# Aim of the exercise
If a line in the data below contains "errno", copy it.

-------- Data --------

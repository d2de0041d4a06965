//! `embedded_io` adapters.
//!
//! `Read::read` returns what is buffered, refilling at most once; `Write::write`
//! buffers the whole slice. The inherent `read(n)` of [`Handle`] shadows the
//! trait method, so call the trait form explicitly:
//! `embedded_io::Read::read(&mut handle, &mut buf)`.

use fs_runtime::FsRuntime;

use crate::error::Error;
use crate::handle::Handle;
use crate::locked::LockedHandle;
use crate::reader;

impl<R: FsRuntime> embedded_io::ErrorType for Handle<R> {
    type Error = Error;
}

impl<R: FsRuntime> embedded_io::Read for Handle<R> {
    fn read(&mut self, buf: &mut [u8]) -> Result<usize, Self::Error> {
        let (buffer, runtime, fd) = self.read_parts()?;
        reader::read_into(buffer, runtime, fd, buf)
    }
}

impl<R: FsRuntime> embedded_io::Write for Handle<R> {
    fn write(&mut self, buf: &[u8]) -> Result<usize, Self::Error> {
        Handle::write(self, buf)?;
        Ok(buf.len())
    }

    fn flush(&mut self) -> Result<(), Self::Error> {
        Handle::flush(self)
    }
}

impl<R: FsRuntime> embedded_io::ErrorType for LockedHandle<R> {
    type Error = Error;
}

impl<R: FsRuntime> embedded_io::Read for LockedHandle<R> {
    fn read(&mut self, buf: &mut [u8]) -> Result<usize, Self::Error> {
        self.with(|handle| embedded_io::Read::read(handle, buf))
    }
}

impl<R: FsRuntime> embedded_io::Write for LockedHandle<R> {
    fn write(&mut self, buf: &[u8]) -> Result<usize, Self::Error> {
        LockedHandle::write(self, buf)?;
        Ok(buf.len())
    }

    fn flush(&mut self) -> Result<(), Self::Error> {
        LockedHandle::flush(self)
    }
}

--------
-------- Data --------

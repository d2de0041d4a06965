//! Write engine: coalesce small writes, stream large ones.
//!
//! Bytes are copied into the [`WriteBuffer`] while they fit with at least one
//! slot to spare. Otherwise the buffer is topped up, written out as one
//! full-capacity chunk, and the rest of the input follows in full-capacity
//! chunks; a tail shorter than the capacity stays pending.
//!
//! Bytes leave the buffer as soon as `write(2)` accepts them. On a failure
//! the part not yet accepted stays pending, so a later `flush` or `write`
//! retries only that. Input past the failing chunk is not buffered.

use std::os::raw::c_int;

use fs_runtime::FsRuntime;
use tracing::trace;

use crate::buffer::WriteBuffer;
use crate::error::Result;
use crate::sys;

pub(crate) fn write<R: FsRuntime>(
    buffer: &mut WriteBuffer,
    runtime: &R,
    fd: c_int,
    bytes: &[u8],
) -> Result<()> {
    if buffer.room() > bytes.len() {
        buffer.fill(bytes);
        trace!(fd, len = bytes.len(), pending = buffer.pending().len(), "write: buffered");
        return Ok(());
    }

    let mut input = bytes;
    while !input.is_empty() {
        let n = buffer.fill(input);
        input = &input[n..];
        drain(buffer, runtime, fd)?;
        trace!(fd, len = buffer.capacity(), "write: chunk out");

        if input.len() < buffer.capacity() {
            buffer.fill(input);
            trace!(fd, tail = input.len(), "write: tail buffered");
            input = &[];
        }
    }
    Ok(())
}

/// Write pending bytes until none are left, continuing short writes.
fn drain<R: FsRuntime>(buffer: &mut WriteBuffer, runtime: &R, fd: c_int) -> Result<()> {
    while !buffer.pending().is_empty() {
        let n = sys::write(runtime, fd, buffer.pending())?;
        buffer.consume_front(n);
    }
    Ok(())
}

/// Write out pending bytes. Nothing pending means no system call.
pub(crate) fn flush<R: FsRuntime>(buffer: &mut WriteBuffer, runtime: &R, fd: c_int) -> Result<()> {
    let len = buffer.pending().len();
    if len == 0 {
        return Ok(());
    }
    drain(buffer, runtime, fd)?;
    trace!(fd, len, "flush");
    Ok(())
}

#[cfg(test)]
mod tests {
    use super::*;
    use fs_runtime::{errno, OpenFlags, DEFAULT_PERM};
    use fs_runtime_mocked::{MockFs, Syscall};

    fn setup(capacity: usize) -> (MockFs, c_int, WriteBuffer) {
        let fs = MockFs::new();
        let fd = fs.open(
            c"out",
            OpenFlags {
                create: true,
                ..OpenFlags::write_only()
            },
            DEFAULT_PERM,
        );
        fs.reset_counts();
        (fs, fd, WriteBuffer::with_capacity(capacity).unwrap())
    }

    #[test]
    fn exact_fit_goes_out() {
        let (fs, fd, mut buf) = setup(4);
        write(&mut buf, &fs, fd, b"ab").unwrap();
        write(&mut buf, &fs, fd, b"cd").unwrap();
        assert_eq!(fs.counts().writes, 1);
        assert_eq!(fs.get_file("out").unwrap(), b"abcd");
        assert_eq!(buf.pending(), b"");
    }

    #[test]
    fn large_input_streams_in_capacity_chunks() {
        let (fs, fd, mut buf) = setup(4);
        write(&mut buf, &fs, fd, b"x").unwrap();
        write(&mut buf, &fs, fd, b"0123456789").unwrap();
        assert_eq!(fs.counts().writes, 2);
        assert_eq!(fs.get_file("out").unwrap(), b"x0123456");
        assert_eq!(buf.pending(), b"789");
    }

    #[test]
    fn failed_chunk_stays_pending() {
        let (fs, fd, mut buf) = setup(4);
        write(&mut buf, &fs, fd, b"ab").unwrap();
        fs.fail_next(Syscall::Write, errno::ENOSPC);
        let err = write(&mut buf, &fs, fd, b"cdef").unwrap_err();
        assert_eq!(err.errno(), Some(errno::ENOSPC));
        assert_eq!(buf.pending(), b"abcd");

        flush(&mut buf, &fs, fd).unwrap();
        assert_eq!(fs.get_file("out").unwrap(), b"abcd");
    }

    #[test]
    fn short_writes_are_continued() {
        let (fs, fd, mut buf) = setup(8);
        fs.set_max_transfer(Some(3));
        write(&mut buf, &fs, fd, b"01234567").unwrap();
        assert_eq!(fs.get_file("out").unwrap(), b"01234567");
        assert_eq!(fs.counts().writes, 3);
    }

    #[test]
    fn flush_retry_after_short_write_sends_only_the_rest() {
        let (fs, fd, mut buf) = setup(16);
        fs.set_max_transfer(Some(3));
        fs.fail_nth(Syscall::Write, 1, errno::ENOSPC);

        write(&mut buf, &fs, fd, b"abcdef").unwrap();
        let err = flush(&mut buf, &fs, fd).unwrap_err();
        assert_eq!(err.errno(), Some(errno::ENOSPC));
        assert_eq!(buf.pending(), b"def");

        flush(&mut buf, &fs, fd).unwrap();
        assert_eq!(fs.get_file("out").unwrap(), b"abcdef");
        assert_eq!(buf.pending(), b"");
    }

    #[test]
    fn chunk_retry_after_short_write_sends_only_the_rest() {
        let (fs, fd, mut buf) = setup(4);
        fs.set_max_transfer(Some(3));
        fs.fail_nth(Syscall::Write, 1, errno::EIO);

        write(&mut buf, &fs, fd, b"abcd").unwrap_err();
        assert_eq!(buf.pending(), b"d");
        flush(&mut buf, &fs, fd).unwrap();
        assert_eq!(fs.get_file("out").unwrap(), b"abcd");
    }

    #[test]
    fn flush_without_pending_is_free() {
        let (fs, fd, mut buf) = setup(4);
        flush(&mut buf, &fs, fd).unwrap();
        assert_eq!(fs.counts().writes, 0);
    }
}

--------

# Completed task
    use fs_runtime::{errno, OpenFlags, DEFAULT_PERM};
        fs.fail_next(Syscall::Write, errno::ENOSPC);
        assert_eq!(err.errno(), Some(errno::ENOSPC));
        fs.fail_nth(Syscall::Write, 1, errno::ENOSPC);
        assert_eq!(err.errno(), Some(errno::ENOSPC));
        fs.fail_nth(Syscall::Write, 1, errno::EIO);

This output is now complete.